Did you know that ten thousand times more energy intercepts the earth, from the sun, than the entire world economy uses today? We can extract electricity from the sun with at least 10% efficiency, whether by PV or solar concentrators. So we have 1000 times more energy than we can use. Thus, if we cover 1/1000 of one hemisphere with solar collection, we could transcend all our energy ills.

Solar energy is distributed. It makes local economies possible. Even in cloudy regions, there is enough sun to grow plants, and plants can be turned into fuels. Did you know that the area required to grow all fuel crops for a given city is approximately the same in area as the city itself? Take a town of 1000 people, or 1 million people, check its surface area, calculate how much Jerusalem artichoke you can grow on the same area – and you'll be surprised to find that its fuel alcohol yields will be sufficient to cover all of the city's fuel needs – even in wasteful North America. The point is – even if we could not tap solar energy directly and had to trap it in plants- it is not prohibitive in terms of land area – to provide all energy and fuel needs locally.

Did you know that just one acre provides enough electricity, through solar concentrator electric or PV means – to power 1000 average American homes – and that is considering night-time storage in heat cisterns.

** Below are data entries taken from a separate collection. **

/// Hash of `record` chained onto `previous_hash`.
///
/// Covers every field except `hash` itself.
pub fn chain_hash(previous_hash: &str, record: &AuditRecord) -> Result<String> {
    let mut unsealed = record.clone();
    unsealed.previous_hash = Some(previous_hash.to_string());
    unsealed.hash = None;

    let mut hasher = Sha256::new();
    hasher.update(previous_hash.as_bytes());
    hasher.update(serde_json::to_string(&unsealed)?.as_bytes());
    Ok(hex::encode(hasher.finalize()))
}

/// Tamper-evident audit log, one JSON record per line.
pub struct JsonlAuditStore {
    path: PathBuf,
    last_hash: Mutex<String>,
}

impl JsonlAuditStore {
    /// Create or open a log, resuming the chain from its last record.
    ///
    /// A torn final line left by an interrupted append is cut off before the
    /// chain resumes.
    pub async fn open(path: impl Into<PathBuf>) -> Result<Self> {
        let path = path.into();
        let mut last_hash = GENESIS_HASH.to_string();

        let mut log = load_log(&path).await?;
        match log.tail {
            Tail::Clean => {}
            Tail::Unterminated => append_bytes(&path, b"\n").await?,
            Tail::Torn => {
                tracing::warn!(
                    path = %path.display(),
                    offset = log.complete_len,
                    "Truncating torn audit record"
                );
                let file = tokio::fs::OpenOptions::new().write(true).open(&path).await?;
                file.set_len(log.complete_len).await?;
                file.sync_all().await?;
            }
        }

        if let Some(last) = log.records.pop() {
            last_hash = last
                .hash
                .ok_or_else(|| Error::integrity(format!("last record in {} is unsealed", path.display())))?;
        }

        Ok(Self {
            path,
            last_hash: Mutex::new(last_hash),
        })
    }

    pub fn path(&self) -> &Path {
        &self.path
    }

    /// Every record in the log, oldest first.
    pub async fn records(&self) -> Result<Vec<AuditRecord>> {
        read_records(&self.path).await
    }

    pub async fn query(&self, filter: &AuditFilter) -> Result<Vec<AuditRecord>> {
        let matching = self.records().await?.into_iter().filter(|r| filter.matches(r));
        Ok(match filter.limit {
            Some(limit) => matching.take(limit).collect(),
            None => matching.collect(),
        })
    }

    /// Recompute the chain. Returns the number of verified records.
    pub async fn verify_chain(&self) -> Result<usize> {
        let records = self.records().await?;
        let mut previous = GENESIS_HASH.to_string();

        for (index, record) in records.iter().enumerate() {
            if record.previous_hash.as_deref() != Some(previous.as_str()) {
                return Err(Error::integrity(format!("record {} breaks the chain link", index)));
            }
            let expected = chain_hash(&previous, record)?;
            match &record.hash {
                Some(hash) if *hash == expected => previous = expected,
                _ => return Err(Error::integrity(format!("record {} hash mismatch", index))),
            }
        }
        Ok(records.len())
    }
}

/// State of the bytes after the last newline.
#[derive(Debug, Clone, Copy, PartialEq, Eq)]
enum Tail {
    Clean,
    /// A whole record missing its newline.
    Unterminated,
    /// A partial record.
    Torn,
}

struct LoadedLog {
    records: Vec<AuditRecord>,
    complete_len: u64,
    tail: Tail,
}

fn parse_log(content: &str) -> Result<LoadedLog> {
    let (complete, rest) = match content.rfind('\n') {
        Some(at) => content.split_at(at + 1),
        None => ("", content),
    };

    let mut records = complete
        .lines()
        .filter(|line| !line.trim().is_empty())
        .map(|line| serde_json::from_str(line).map_err(Error::from))
        .collect::<Result<Vec<AuditRecord>>>()?;

    let tail = if rest.trim().is_empty() {
        Tail::Clean
    } else {
        match serde_json::from_str(rest) {
            Ok(record) => {
                records.push(record);
                Tail::Unterminated
            }
            Err(_) => Tail::Torn,
        }
    };

    Ok(LoadedLog {
        records,
        complete_len: complete.len() as u64,
        tail,
    })
}

async fn load_log(path: &Path) -> Result<LoadedLog> {
    match tokio::fs::read_to_string(path).await {
        Ok(content) => parse_log(&content),
        Err(e) if e.kind() == std::io::ErrorKind::NotFound => Ok(LoadedLog {
            records: Vec::new(),
            complete_len: 0,
            tail: Tail::Clean,
        }),
        Err(e) => Err(e.into()),
    }
}

async fn read_records(path: &Path) -> Result<Vec<AuditRecord>> {
    let log = load_log(path).await?;
    if log.tail == Tail::Torn {
        tracing::warn!(path = %path.display(), "Skipping torn final audit record");
    }
    Ok(log.records)
}

async fn append_bytes(path: &Path, bytes: &[u8]) -> std::io::Result<()> {
    let mut file = tokio::fs::OpenOptions::new()
        .create(true)
        .append(true)
        .open(path)
        .await?;
    file.write_all(bytes).await?;
    file.flush().await
}

#[async_trait]
impl AuditLogStore for JsonlAuditStore {
    async fn append(&self, mut record: AuditRecord) -> Result<()> {
        let mut last_hash = self.last_hash.lock().await;

        let hash = chain_hash(&last_hash, &record)?;
        record.previous_hash = Some(last_hash.clone());
        record.hash = Some(hash.clone());

        let mut line = serde_json::to_string(&record)?;
        line.push('\n');

        let mut file = tokio::fs::OpenOptions::new()
            .create(true)
            .append(true)
            .open(&self.path)
            .await?;
        let before = file.metadata().await?.len();
        let written = match file.write_all(line.as_bytes()).await {
            Ok(()) => file.flush().await,
            Err(e) => Err(e),
        };
        if let Err(e) = written {
            // Leave no partial line behind for the next append to extend.
            if let Err(truncate) = file.set_len(before).await {
                tracing::error!(
                    path = %self.path.display(),
                    error = %truncate,
                    "Failed to truncate partial audit record"
                );
            }
            return Err(e.into());
        }

        *last_hash = hash;
        Ok(())
    }
}

// =============================================================================
// Resilient Sink
// =============================================================================

/// Where records go when the primary store fails.
#[derive(Debug, Clone)]
pub enum FallbackChannel {
    /// Append JSON lines to a local file; falls through to `Log` on error.
    File(PathBuf),
    /// Emit the record through `tracing` at error level.
    Log,
}

impl FallbackChannel {
    async fn write(&self, record: &AuditRecord, cause: &Error) {
        let line = match serde_json::to_string(record) {
            Ok(line) => line,
            Err(e) => format!("{{\"id\":\"{}\",\"unserializable\":\"{}\"}}", record.id, e),
        };

        if let Self::File(path) = self {
            match append_line(path, &line).await {
                Ok(()) => return,
                Err(e) => tracing::error!(
                    path = %path.display(),
                    error = %e,
                    "Audit fallback file unavailable"
                ),
            }
        }

        tracing::error!(
            target: "bastion::audit_fallback",
            cause = %cause,
            record = %line,
            "Audit record diverted to log"
        );
    }
}

async fn append_line(path: &Path, line: &str) -> std::io::Result<()> {
    append_bytes(path, format!("{}\n", line).as_bytes()).await
}

/// [`AuditSink`] that never fails: primary store first, fallback on error.
pub struct ResilientAuditSink {
    primary: Arc<dyn AuditLogStore>,
    fallback: FallbackChannel,
    fallback_writes: AtomicUsize,
}

impl ResilientAuditSink {
    pub fn new(primary: Arc<dyn AuditLogStore>) -> Self {
        Self {
            primary,
            fallback: FallbackChannel::Log,
            fallback_writes: AtomicUsize::new(0),
        }
    }

    pub fn with_fallback(mut self, fallback: FallbackChannel) -> Self {
        self.fallback = fallback;
        self
    }

    /// Number of records diverted to the fallback channel so far.
    pub fn fallback_writes(&self) -> usize {
        self.fallback_writes.load(Ordering::SeqCst)
    }
}

#[async_trait]
impl AuditSink for ResilientAuditSink {
    async fn record(&self, record: AuditRecord) {
        let Err(e) = self.primary.append(record.clone()).await else {
            return;
        };

        tracing::warn!(
            record_id = %record.id,
            operation_id = %record.operation_id,
            error = %e,
            "Audit store write failed, using fallback"
        );
        metrics::counter!("bastion_audit_fallback_total").increment(1);
        self.fallback_writes.fetch_add(1, Ordering::SeqCst);
        self.fallback.write(&record, &e).await;
    }
}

In the upper right our friend Dan from West Orchards 60 miles north of here produces solar alcohol for his lawnmower using a solar still and waste apples.

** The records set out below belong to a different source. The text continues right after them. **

use std::collections::BTreeMap;

use chrono::{DateTime, Utc};
use schemars::JsonSchema;
use serde::{Deserialize, Serialize};
use uuid::Uuid;

use crate::classify::Classification;
use crate::error::{Error, ErrorKind};
use crate::types::OperationState;

/// Version of the persisted [`AuditRecord`] shape.
pub const AUDIT_SCHEMA_VERSION: u16 = 1;

/// Outcome recorded by an audit entry.
#[derive(Debug, Clone, Copy, PartialEq, Eq, Serialize, Deserialize, JsonSchema)]
#[serde(rename_all = "snake_case")]
pub enum AuditStatus {
    Success,
    Failure,
    /// Denied access, rate limit hit, or another security-relevant event.
    SecurityAlert,
    /// A metrics threshold was breached.
    PerformanceAlert,
}

/// Error details attached to failure records.
#[derive(Debug, Clone, PartialEq, Serialize, Deserialize, JsonSchema)]
pub struct AuditError {
    pub message: String,
    pub kind: ErrorKind,
    pub classification: Classification,
}

impl AuditError {
    pub fn from_error(error: &Error, classification: Classification) -> Self {
        Self {
            message: error.to_string(),
            kind: error.kind(),
            classification,
        }
    }
}

/// Process state captured when a record is written.
#[derive(Debug, Clone, Default, PartialEq, Serialize, Deserialize, JsonSchema)]
pub struct SystemSnapshot {
    pub captured_at: Option<DateTime<Utc>>,
    pub pid: Option<u32>,
    /// Resident memory of the process, in bytes.
    pub rss_bytes: Option<u64>,
    /// Time since the process started, in milliseconds.
    pub uptime_ms: Option<u64>,
}

/// Context attached to every audit record.
#[derive(Debug, Clone, Default, PartialEq, Serialize, Deserialize, JsonSchema)]
pub struct AuditContext {
    /// Request metadata from the security context.
    #[serde(default)]
    pub request_metadata: BTreeMap<String, String>,
    /// SHA-256 of the payload; the payload itself is never logged.
    pub payload_digest: Option<String>,
    pub duration_ms: Option<u64>,
    #[serde(default)]
    pub system: SystemSnapshot,
    #[serde(default)]
    pub rolled_back: bool,
    #[serde(default)]
    pub escalated: bool,
    /// Free-form details (denial reason, breached threshold).
    pub detail: Option<serde_json::Value>,
}

/// A single append-only audit record.
#[derive(Debug, Clone, PartialEq, Serialize, Deserialize, JsonSchema)]
pub struct AuditRecord {
    pub schema_version: u16,
    /// Unique record ID.
    pub id: String,
    pub operation_id: String,
    pub operation_type: String,
    pub principal: Option<String>,
    pub status: AuditStatus,
    /// Terminal lifecycle state, when the record closes an operation.
    pub terminal_state: Option<OperationState>,
    #[serde(default)]
    pub context: AuditContext,
    pub timestamp: DateTime<Utc>,
    pub error: Option<AuditError>,
    /// Hash of the previous record (set by chaining stores).
    pub previous_hash: Option<String>,
    /// Hash of this record (set by chaining stores).
    pub hash: Option<String>,
}

impl AuditRecord {
    pub fn new(
        operation_id: impl Into<String>,
        operation_type: impl Into<String>,
        status: AuditStatus,
    ) -> Self {
        Self {
            schema_version: AUDIT_SCHEMA_VERSION,
            id: Uuid::new_v4().to_string(),
            operation_id: operation_id.into(),
            operation_type: operation_type.into(),
            principal: None,
            status,
            terminal_state: None,
            context: AuditContext::default(),
            timestamp: Utc::now(),
            error: None,
            previous_hash: None,
            hash: None,
        }
    }

    pub fn with_principal(mut self, principal: impl Into<String>) -> Self {
        self.principal = Some(principal.into());
        self
    }

    pub fn with_terminal_state(mut self, state: OperationState) -> Self {
        self.terminal_state = Some(state);
        self
    }

    pub fn with_context(mut self, context: AuditContext) -> Self {
        self.context = context;
        self
    }

    pub fn with_error(mut self, error: AuditError) -> Self {
        self.error = Some(error);
        self
    }

    pub fn with_detail(mut self, detail: serde_json::Value) -> Self {
        self.context.detail = Some(detail);
        self
    }

    /// JSON Schema of the record, for downstream log processors.
    pub fn json_schema() -> schemars::schema::RootSchema {
        schemars::schema_for!(AuditRecord)
    }
}

/// Filter for querying audit stores.
#[derive(Debug, Clone, Default)]
pub struct AuditFilter {
    pub operation_id: Option<String>,
    pub operation_type: Option<String>,
    pub principal: Option<String>,
    pub status: Option<AuditStatus>,
    pub error_kind: Option<ErrorKind>,
    pub limit: Option<usize>,
}

impl AuditFilter {
    pub fn matches(&self, record: &AuditRecord) -> bool {
        self.operation_id.as_ref().map_or(true, |id| &record.operation_id == id)
            && self.operation_type.as_ref().map_or(true, |t| &record.operation_type == t)
            && self
                .principal
                .as_ref()
                .map_or(true, |p| record.principal.as_ref() == Some(p))
            && self.status.map_or(true, |s| record.status == s)
            && self
                .error_kind
                .map_or(true, |k| record.error.as_ref().map(|e| e.kind) == Some(k))
    }
}

#[cfg(test)]
mod tests {
    use super::*;

    #[test]
    fn test_record_serialization() {
        let err = Error::RateLimited { key: "k".into(), limit: 2, window_secs: 60 };
        let record = AuditRecord::new("op-1", "content.create", AuditStatus::Failure)
            .with_principal("alice")
            .with_terminal_state(OperationState::Failed)
            .with_error(AuditError::from_error(&err, Classification::Retryable));

        let json = serde_json::to_value(&record).unwrap();
        assert_eq!(json["status"], "failure");
        assert_eq!(json["terminal_state"], "failed");
        assert_eq!(json["error"]["kind"], "rate_limit");
        assert_eq!(json["error"]["classification"], "retryable");
        assert_eq!(json["schema_version"], 1);

        let parsed: AuditRecord = serde_json::from_value(json).unwrap();
        assert_eq!(parsed, record);
    }

    #[test]
    fn test_filter() {
        let record = AuditRecord::new("op-1", "content.create", AuditStatus::Success).with_principal("alice");
        assert!(AuditFilter::default().matches(&record));
        assert!(AuditFilter { principal: Some("alice".into()), ..Default::default() }.matches(&record));
        assert!(!AuditFilter { status: Some(AuditStatus::Failure), ..Default::default() }.matches(&record));
        assert!(!AuditFilter { error_kind: Some(ErrorKind::Timeout), ..Default::default() }.matches(&record));
    }

    #[test]
    fn test_schema_names_fields() {
        let schema = serde_json::to_value(AuditRecord::json_schema()).unwrap();
        let props = &schema["properties"];
        assert!(props.get("operation_id").is_some());
        assert!(props.get("status").is_some());
    }
}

In the bottom picture, we have solar cookers that heat up a large metal mass, that retains enough heat for cooking the entire day in India.

We believe that the real promise lies in scaleable, linear concentrator systems that are used with a simple turbine - to generate electricity. Who is going to make it happen? The company, Ausra, has already demonstrated commercial systems based exactly on this design, where a large number of slats like this feed a linear concentrator tube to produce electricity – including at night – from heat stored during the day.

People, solar energy is abundant. It's everywhere. Tapping it effectively is perhaps the gteatest sociopolitical challenge of the present day. It will be realized within about 1 year at Factor e Farm.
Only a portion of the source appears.